Last week the Census Bureau tried to shock Americans by reporting “Three-fourths of the Nation’s Businesses Don’t Have Paid Employees.” It’s a headline appropriate for Halloween.
That was the 2016 reality of nearly 25 million firms in this country. How can that be? It’s easy to understand, if you just look around. Think about all those trucks on the nation’s highways driven by owner-operators. These are independent entrepreneurs who carry goods for one or more shippers. Often they bid for loads, stopping for coffee and to pray for falling fuel prices.
However, before we celebrate these highway heroes of the competitive market place, let’s understand they face conglomerate trucking empires and shippers who press constantly for lower trucking fees. It can be a hard life, not only due to the ordeals of extensive travel, but as a result of grinding nature of commercial independence.
In the past five years (2011 to 2016), transportation and warehousing nationally has been the fastest growing business sector of non-employee firms, up by just less than 80 percent. That growth overshadows the 32 percent increase in similar Indiana firms.
Across all business sectors in America, non-employee firms grew by 10.3 percent, while Indiana managed only a 5.2 percent increase.
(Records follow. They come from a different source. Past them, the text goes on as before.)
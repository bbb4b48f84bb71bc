//! Vouchers Data

use jiff::Timestamp;
use kiosk::vouchers::{AppliedVoucher, DiscountType};
use rust_decimal::Decimal;

use crate::domain::vouchers::records::VoucherUuid;

/// New Voucher Data
#[derive(Debug, Clone, PartialEq)]
pub struct NewVoucher {
    pub uuid: VoucherUuid,
    pub code: String,
    pub name: String,
    pub description: Option<String>,
    pub discount_type: DiscountType,
    pub discount_value: Decimal,
    pub min_purchase: u64,
    pub max_discount: Option<u64>,
    pub usage_limit: Option<u32>,
    pub is_active: bool,
    pub valid_until: Option<Timestamp>,
}

/// Voucher Update Data
#[derive(Debug, Clone, PartialEq)]
pub struct VoucherUpdate {
    pub code: String,
    pub name: String,
    pub description: Option<String>,
    pub discount_type: DiscountType,
    pub discount_value: Decimal,
    pub min_purchase: u64,
    pub max_discount: Option<u64>,
    pub usage_limit: Option<u32>,
    pub is_active: bool,
    pub valid_until: Option<Timestamp>,
}

/// A voucher that passed validation against a specific subtotal, still tied
/// to the row usage will be recorded against.
#[derive(Debug, Clone, PartialEq)]
pub struct ValidatedVoucher {
    pub uuid: VoucherUuid,
    pub applied: AppliedVoucher,
}
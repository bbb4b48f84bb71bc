//! Admin authentication

pub(crate) mod middleware;
//! Product Stock Handler
//!
//! Serves the stock snapshot carts reconcile against. The response mirrors
//! the inventory records checkout re-validates with, so the storefront and
//! the server agree on shape.

use std::sync::Arc;

use salvo::{
    oapi::{ToSchema, extract::QueryParam},
    prelude::*,
};
use serde::{Deserialize, Serialize};
use uuid::Uuid;

use kiosk::inventory::InventoryRecord;
use kiosk_app::domain::products::records::ProductUuid;

use crate::{extensions::*, state::State};

#[derive(Debug, Serialize, Deserialize, ToSchema)]
pub(crate) struct StockItemResponse {
    /// Product identifier
    pub product_id: String,

    /// Units currently in stock
    pub stock_count: u32,

    /// Whether the product is purchasable at all
    pub is_available: bool,
}

impl From<InventoryRecord> for StockItemResponse {
    fn from(record: InventoryRecord) -> Self {
        StockItemResponse {
            product_id: record.product_id,
            stock_count: record.stock_count,
            is_available: record.is_available,
        }
    }
}

#[derive(Debug, Serialize, Deserialize, ToSchema)]
pub(crate) struct StockResponse {
    /// One entry per requested product that still exists
    pub items: Vec<StockItemResponse>,
}

fn parse_ids(ids: &str) -> Result<Vec<ProductUuid>, StatusError> {
    ids.split(',')
        .map(str::trim)
        .filter(|id| !id.is_empty())
        .map(|id| {
            Uuid::parse_str(id)
                .map(Into::into)
                .map_err(|_error| StatusError::bad_request().brief("Invalid product id"))
        })
        .collect()
}

/// Product Stock Handler
///
/// Returns current stock levels for a comma-separated list of product ids.
/// Unknown ids are silently absent from the response.
#[endpoint(tags("products"), summary = "Stock Levels")]
pub(crate) async fn handler(
    ids: QueryParam<String, true>,
    depot: &mut Depot,
) -> Result<Json<StockResponse>, StatusError> {
    let state = depot.obtain_or_500::<Arc<State>>()?;
    let products = parse_ids(&ids.into_inner())?;

    let levels = state
        .app
        .products
        .stock_levels(products)
        .await
        .or_500("failed to fetch stock levels")?;

    Ok(Json(StockResponse {
        items: levels.into_iter().map(Into::into).collect(),
    }))
}
//! Client Storage
//!
//! Durable key-value string storage scoped to one shopper session, the
//! contract the browser's local storage exposed to the original storefront.
//! The cart and stored lists persist themselves through this trait on every
//! mutation.

use std::{
    collections::HashMap,
    fs,
    io::ErrorKind,
    path::{Path, PathBuf},
};

use thiserror::Error;

/// Errors raised while reading or writing client storage.
#[derive(Debug, Error)]
pub enum StorageError {
    /// The backing store could not be read or written.
    #[error("storage I/O failed: {0}")]
    Io(#[from] std::io::Error),

    /// A persisted payload could not be serialized.
    #[error("failed to serialize payload for key {key}: {source}")]
    Serialize {
        /// Storage key being written.
        key: String,
        /// Underlying serializer error.
        source: serde_json::Error,
    },

    /// A persisted payload could not be parsed back.
    #[error("failed to parse payload for key {key}: {source}")]
    Deserialize {
        /// Storage key being read.
        key: String,
        /// Underlying parser error.
        source: serde_json::Error,
    },
}

/// Durable string key-value storage.
pub trait KeyValueStore {
    /// Read the value stored under `key`, if any.
    ///
    /// # Errors
    ///
    /// Returns a `StorageError` when the backing store cannot be read.
    fn get(&self, key: &str) -> Result<Option<String>, StorageError>;

    /// Store `value` under `key`, replacing any previous value.
    ///
    /// # Errors
    ///
    /// Returns a `StorageError` when the backing store cannot be written.
    fn set(&mut self, key: &str, value: &str) -> Result<(), StorageError>;

    /// Remove the value stored under `key`. Removing an absent key is a no-op.
    ///
    /// # Errors
    ///
    /// Returns a `StorageError` when the backing store cannot be written.
    fn remove(&mut self, key: &str) -> Result<(), StorageError>;
}

impl<T: KeyValueStore + ?Sized> KeyValueStore for &mut T {
    fn get(&self, key: &str) -> Result<Option<String>, StorageError> {
        (**self).get(key)
    }

    fn set(&mut self, key: &str, value: &str) -> Result<(), StorageError> {
        (**self).set(key, value)
    }

    fn remove(&mut self, key: &str) -> Result<(), StorageError> {
        (**self).remove(key)
    }
}

/// In-memory storage, used by tests and short-lived sessions.
#[derive(Debug, Default)]
pub struct MemoryStore {
    values: HashMap<String, String>,
}

impl MemoryStore {
    /// Creates an empty in-memory store.
    #[must_use]
    pub fn new() -> Self {
        Self::default()
    }
}

impl KeyValueStore for MemoryStore {
    fn get(&self, key: &str) -> Result<Option<String>, StorageError> {
        Ok(self.values.get(key).cloned())
    }

    fn set(&mut self, key: &str, value: &str) -> Result<(), StorageError> {
        self.values.insert(key.to_string(), value.to_string());

        Ok(())
    }

    fn remove(&mut self, key: &str) -> Result<(), StorageError> {
        self.values.remove(key);

        Ok(())
    }
}

/// File-backed storage: all keys live in a single JSON document rewritten on
/// every mutation, which keeps the durability model as simple as the browser
/// storage it replaces.
#[derive(Debug)]
pub struct FileStore {
    path: PathBuf,
    values: HashMap<String, String>,
}

impl FileStore {
    /// Opens (or creates) the store backed by the file at `path`.
    ///
    /// # Errors
    ///
    /// Returns a `StorageError` when the file exists but cannot be read or
    /// does not contain a JSON string map.
    pub fn open(path: impl AsRef<Path>) -> Result<Self, StorageError> {
        let path = path.as_ref().to_path_buf();

        let values = match fs::read_to_string(&path) {
            Ok(raw) => {
                serde_json::from_str(&raw).map_err(|source| StorageError::Deserialize {
                    key: path.display().to_string(),
                    source,
                })?
            }
            Err(error) if error.kind() == ErrorKind::NotFound => HashMap::new(),
            Err(error) => return Err(StorageError::Io(error)),
        };

        Ok(Self { path, values })
    }

    fn flush(&self) -> Result<(), StorageError> {
        let raw =
            serde_json::to_string(&self.values).map_err(|source| StorageError::Serialize {
                key: self.path.display().to_string(),
                source,
            })?;

        fs::write(&self.path, raw)?;

        Ok(())
    }
}

impl KeyValueStore for FileStore {
    fn get(&self, key: &str) -> Result<Option<String>, StorageError> {
        Ok(self.values.get(key).cloned())
    }

    fn set(&mut self, key: &str, value: &str) -> Result<(), StorageError> {
        self.values.insert(key.to_string(), value.to_string());

        self.flush()
    }

    fn remove(&mut self, key: &str) -> Result<(), StorageError> {
        if self.values.remove(key).is_some() {
            self.flush()?;
        }

        Ok(())
    }
}
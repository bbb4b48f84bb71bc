//! Vouchers

pub mod data;
pub mod errors;
pub mod records;
mod repository;
pub mod service;

pub use errors::VouchersServiceError;
pub use service::*;
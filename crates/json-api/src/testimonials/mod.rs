//! Testimonials

pub(crate) mod errors;
pub(crate) mod handlers;
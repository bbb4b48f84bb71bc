//! Testimonials service errors.

use sqlx::{
    Error,
    error::{DatabaseError, ErrorKind},
};
use thiserror::Error;

#[derive(Debug, Error)]
pub enum TestimonialsServiceError {
    #[error("testimonial not found")]
    NotFound,

    #[error("rating must be between 1 and 5")]
    InvalidRating,

    #[error("missing required data")]
    MissingRequiredData,

    #[error("invalid data")]
    InvalidData,

    #[error("storage error")]
    Sql(#[source] Error),
}

impl From<Error> for TestimonialsServiceError {
    fn from(error: Error) -> Self {
        if matches!(error, Error::RowNotFound) {
            return Self::NotFound;
        }

        match error.as_database_error().map(DatabaseError::kind) {
            Some(ErrorKind::NotNullViolation) => Self::MissingRequiredData,
            Some(ErrorKind::CheckViolation) => Self::InvalidData,
            Some(ErrorKind::Other | _) | None => Self::Sql(error),
        }
    }
}
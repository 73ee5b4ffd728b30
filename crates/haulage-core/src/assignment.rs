use crate::container::Capacity;
use crate::grid::GridPosition;
use crate::id::EntityId;
use crate::item::ItemStack;
use crate::specialization::Specialization;
use serde::{Deserialize, Serialize};

/// Which way items flow.
#[derive(Debug, Clone, Copy, PartialEq, Eq, Serialize, Deserialize)]
pub enum AssignmentKind {
    /// Collect from a full producer and store in a container.
    Deliver { capacity: Capacity },
    /// Withdraw from a container and fill an idle producer.
    Fetch,
}

/// One planned unit of work. A plan, not a commitment: nothing in the world
/// changes until a worker executes it, and it may turn out stale by then.
#[derive(Debug, Clone, PartialEq, Eq, Serialize, Deserialize)]
pub struct Assignment {
    pub specialization: Specialization,
    pub hub: EntityId,
    pub kind: AssignmentKind,
    /// Where the items are picked up.
    pub source: EntityId,
    pub source_tile: GridPosition,
    /// Where the items are dropped off.
    pub target: EntityId,
    pub target_tile: GridPosition,
    /// For a fetch, the shopping list withdrawn from the source container.
    /// For a delivery, the products expected from the source producer.
    pub items: Vec<ItemStack>,
}

impl Assignment {
    pub fn is_delivery(&self) -> bool {
        matches!(self.kind, AssignmentKind::Deliver { .. })
    }
}
use crate::compat::CompatCache;
use crate::id::*;
use crate::item::{ItemCategory, ItemStack, Quality};
use crate::specialization;
use std::collections::{BTreeMap, HashMap};

/// Stack size used when an item has no explicit limit.
pub const DEFAULT_MAX_STACK: u32 = 999;

/// An item type definition in the registry.
#[derive(Debug, Clone)]
pub struct ItemDef {
    pub name: String,
    pub category: ItemCategory,
    pub tags: Vec<String>,
    pub max_stack: u32,
}

/// What an input slot of a machine rule accepts.
#[derive(Debug, Clone, PartialEq, Eq)]
pub enum InputMatch {
    Item(ItemTypeId),
    Category(ItemCategory),
    Tag(String),
}

impl InputMatch {
    pub fn matches(&self, registry: &Registry, item: ItemTypeId) -> bool {
        match self {
            InputMatch::Item(id) => *id == item,
            InputMatch::Category(category) => registry.category(item) == Some(*category),
            InputMatch::Tag(tag) => registry.has_tag(item, tag),
        }
    }
}

/// A quantity of some matching input.
#[derive(Debug, Clone, PartialEq, Eq)]
pub struct InputRequirement {
    pub input: InputMatch,
    pub quantity: u32,
}

/// The product a rule emits once processing completes.
#[derive(Debug, Clone, PartialEq, Eq)]
pub struct RuleOutput {
    pub item: ItemTypeId,
    pub quantity: u32,
    /// Carry the triggering input's quality over to the product.
    pub copy_quality: bool,
}

impl RuleOutput {
    pub fn produce(&self, input: &ItemStack) -> ItemStack {
        let quality = if self.copy_quality {
            input.quality
        } else {
            Quality::Normal
        };
        ItemStack::new(self.item, self.quantity).with_quality(quality)
    }
}

/// A data-driven output rule: `trigger` in, `output` out after `minutes`.
#[derive(Debug, Clone, PartialEq, Eq)]
pub struct OutputRule {
    pub trigger: InputRequirement,
    pub output: RuleOutput,
    pub minutes: u32,
}

/// A machine definition: the recipe data a generic producer runs on.
#[derive(Debug, Clone, Default)]
pub struct MachineDef {
    pub name: String,
    pub rules: Vec<OutputRule>,
    /// Always consumed alongside the trigger (fuel and the like).
    pub additional_inputs: Vec<InputRequirement>,
    /// Free-form fields from content packs; see [`crate::compat::SPECIALIZATION_FIELD`].
    pub custom_fields: BTreeMap<String, String>,
    /// Never automated (incubator-like machines).
    pub excluded: bool,
    /// The next output is computed when the current one is collected.
    pub recalculate_on_collect: bool,
}

impl MachineDef {
    pub fn new(name: &str) -> Self {
        Self {
            name: name.to_string(),
            ..Self::default()
        }
    }

    pub fn rule(mut self, trigger: InputMatch, quantity: u32, output: ItemTypeId, minutes: u32) -> Self {
        self.rules.push(OutputRule {
            trigger: InputRequirement {
                input: trigger,
                quantity,
            },
            output: RuleOutput {
                item: output,
                quantity: 1,
                copy_quality: false,
            },
            minutes,
        });
        self
    }

    pub fn additional_input(mut self, input: InputMatch, quantity: u32) -> Self {
        self.additional_inputs.push(InputRequirement { input, quantity });
        self
    }

    pub fn custom_field(mut self, key: &str, value: &str) -> Self {
        self.custom_fields.insert(key.to_string(), value.to_string());
        self
    }

    pub fn excluded(mut self) -> Self {
        self.excluded = true;
        self
    }

    pub fn recalculate_on_collect(mut self) -> Self {
        self.recalculate_on_collect = true;
        self
    }
}

/// A flooring material placed on terrain.
#[derive(Debug, Clone)]
pub struct FlooringDef {
    pub name: String,
}

/// Builder for constructing an immutable Registry.
/// Three-phase lifecycle: registration -> mutation -> finalization.
#[derive(Debug, Default)]
pub struct RegistryBuilder {
    items: Vec<ItemDef>,
    item_name_to_id: HashMap<String, ItemTypeId>,
    machines: Vec<MachineDef>,
    machine_name_to_id: HashMap<String, MachineTypeId>,
    floorings: Vec<FlooringDef>,
    flooring_name_to_id: HashMap<String, FlooringId>,
}

impl RegistryBuilder {
    pub fn new() -> Self {
        Self::default()
    }

    /// Phase 1: Register an item type with the default stack size.
    pub fn register_item(&mut self, name: &str, category: ItemCategory, tags: &[&str]) -> ItemTypeId {
        self.register_item_def(ItemDef {
            name: name.to_string(),
            category,
            tags: tags.iter().map(|t| t.to_string()).collect(),
            max_stack: DEFAULT_MAX_STACK,
        })
    }

    /// Phase 1: Register a fully specified item type.
    pub fn register_item_def(&mut self, def: ItemDef) -> ItemTypeId {
        let id = ItemTypeId(self.items.len() as u32);
        self.item_name_to_id.insert(def.name.clone(), id);
        self.items.push(def);
        id
    }

    /// Phase 1: Register a machine definition.
    pub fn register_machine(&mut self, def: MachineDef) -> MachineTypeId {
        let id = MachineTypeId(self.machines.len() as u32);
        self.machine_name_to_id.insert(def.name.clone(), id);
        self.machines.push(def);
        id
    }

    /// Phase 1: Register a flooring material.
    pub fn register_flooring(&mut self, name: &str) -> FlooringId {
        let id = FlooringId(self.floorings.len() as u32);
        self.floorings.push(FlooringDef {
            name: name.to_string(),
        });
        self.flooring_name_to_id.insert(name.to_string(), id);
        id
    }

    /// Phase 2: Mutate an existing machine definition by name.
    pub fn mutate_machine<F>(&mut self, name: &str, f: F) -> Result<(), RegistryError>
    where
        F: FnOnce(&mut MachineDef),
    {
        let id = self
            .machine_name_to_id
            .get(name)
            .ok_or(RegistryError::NotFound(name.to_string()))?;
        f(&mut self.machines[id.0 as usize]);
        Ok(())
    }

    pub fn item_id(&self, name: &str) -> Option<ItemTypeId> {
        self.item_name_to_id.get(name).copied()
    }

    pub fn machine_id(&self, name: &str) -> Option<MachineTypeId> {
        self.machine_name_to_id.get(name).copied()
    }

    /// Phase 3: Finalize and build the immutable registry.
    pub fn build(self) -> Result<Registry, RegistryError> {
        let known = |id: ItemTypeId| (id.0 as usize) < self.items.len();
        for machine in &self.machines {
            let inputs = machine
                .rules
                .iter()
                .map(|r| &r.trigger)
                .chain(machine.additional_inputs.iter());
            for req in inputs {
                if let InputMatch::Item(id) = req.input
                    && !known(id)
                {
                    return Err(RegistryError::InvalidItemRef(id));
                }
            }
            for rule in &machine.rules {
                if !known(rule.output.item) {
                    return Err(RegistryError::InvalidItemRef(rule.output.item));
                }
            }
        }

        Ok(Registry {
            items: self.items,
            item_name_to_id: self.item_name_to_id,
            machines: self.machines,
            machine_name_to_id: self.machine_name_to_id,
            floorings: self.floorings,
            flooring_name_to_id: self.flooring_name_to_id,
            compat: CompatCache::default(),
        })
    }
}

/// Immutable registry. Frozen after build(). Thread-safe to share.
///
/// Also owns the compatibility cache: its entries are derived only from the
/// frozen definitions, so they stay valid for as long as the registry lives.
#[derive(Debug)]
pub struct Registry {
    items: Vec<ItemDef>,
    item_name_to_id: HashMap<String, ItemTypeId>,
    machines: Vec<MachineDef>,
    machine_name_to_id: HashMap<String, MachineTypeId>,
    floorings: Vec<FlooringDef>,
    flooring_name_to_id: HashMap<String, FlooringId>,
    compat: CompatCache,
}

impl Registry {
    pub fn get_item(&self, id: ItemTypeId) -> Option<&ItemDef> {
        self.items.get(id.0 as usize)
    }

    pub fn get_machine(&self, id: MachineTypeId) -> Option<&MachineDef> {
        self.machines.get(id.0 as usize)
    }

    pub fn get_flooring(&self, id: FlooringId) -> Option<&FlooringDef> {
        self.floorings.get(id.0 as usize)
    }

    pub fn item_id(&self, name: &str) -> Option<ItemTypeId> {
        self.item_name_to_id.get(name).copied()
    }

    pub fn machine_id(&self, name: &str) -> Option<MachineTypeId> {
        self.machine_name_to_id.get(name).copied()
    }

    pub fn flooring_id(&self, name: &str) -> Option<FlooringId> {
        self.flooring_name_to_id.get(name).copied()
    }

    pub fn item_count(&self) -> usize {
        self.items.len()
    }

    pub fn machine_count(&self) -> usize {
        self.machines.len()
    }

    pub fn category(&self, id: ItemTypeId) -> Option<ItemCategory> {
        self.get_item(id).map(|d| d.category)
    }

    pub fn has_tag(&self, id: ItemTypeId, tag: &str) -> bool {
        self.get_item(id)
            .is_some_and(|d| d.tags.iter().any(|t| t == tag))
    }

    pub fn max_stack(&self, id: ItemTypeId) -> u32 {
        self.get_item(id)
            .map(|d| d.max_stack.max(1))
            .unwrap_or(DEFAULT_MAX_STACK)
    }

    /// True if no specialization claims this item. Unknown items count as
    /// unclassified.
    pub fn is_unclassified(&self, id: ItemTypeId) -> bool {
        match self.get_item(id) {
            Some(def) => {
                specialization::is_unclassified(def.category, def.tags.iter().map(String::as_str))
            }
            None => true,
        }
    }

    pub(crate) fn compat_cache(&self) -> &CompatCache {
        &self.compat
    }
}

#[derive(Debug, thiserror::Error)]
pub enum RegistryError {
    #[error("not found: {0}")]
    NotFound(String),
    #[error("invalid item reference: {0:?}")]
    InvalidItemRef(ItemTypeId),
}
Part of those increases are related to continuing out-sourcing of labor. Where payroll would be an internal function of a big firm, now an accountant may be contracted to direct a team which will perform the payroll functions, but be employed by a third party that manages contract workers.
Where a large manufacturing firm had carpenters, painters and plumbers on the payroll in previous decades, now it may contract with firms that supply skilled workers who no longer receive the benefits once enjoyed by those craftsmen. Even if they are unionized, those workers do not negotiate with the manufacturing firm, but with the labor aggregator.
Many people work out of their homes as independent contractors on a project basis. Nationally, of these non-employee entrepreneurs, 11 percent had sales or receipts in 2016 of $100,000 or more. In contrast, 79 percent had income from their “businesses” of less than $50,000. How much of this revenue was retained after expenses, is not reported in the Census data.
Possibly among the 16 million firms where revenues were less than $25,000 per year, we may be looking at hobbies for retired persons, restless full-time workers, or necessary, supplemental income for desperate minimum wage employees. Of non-employee firms in transportation and warehousing, 58 percent (1.1 million) earned less than $25,000 in 2016. Do you think many of these were hobbyists, retired, or just restless?
These data, available for all states and counties in the U.S., are evidence of growing fragmentation in our economy. Some applaud this restructured distribution of economic power. Others lament an erosion of collective influence in economic affairs as power is concentrated in fewer firms dealing with more diffused labor markets.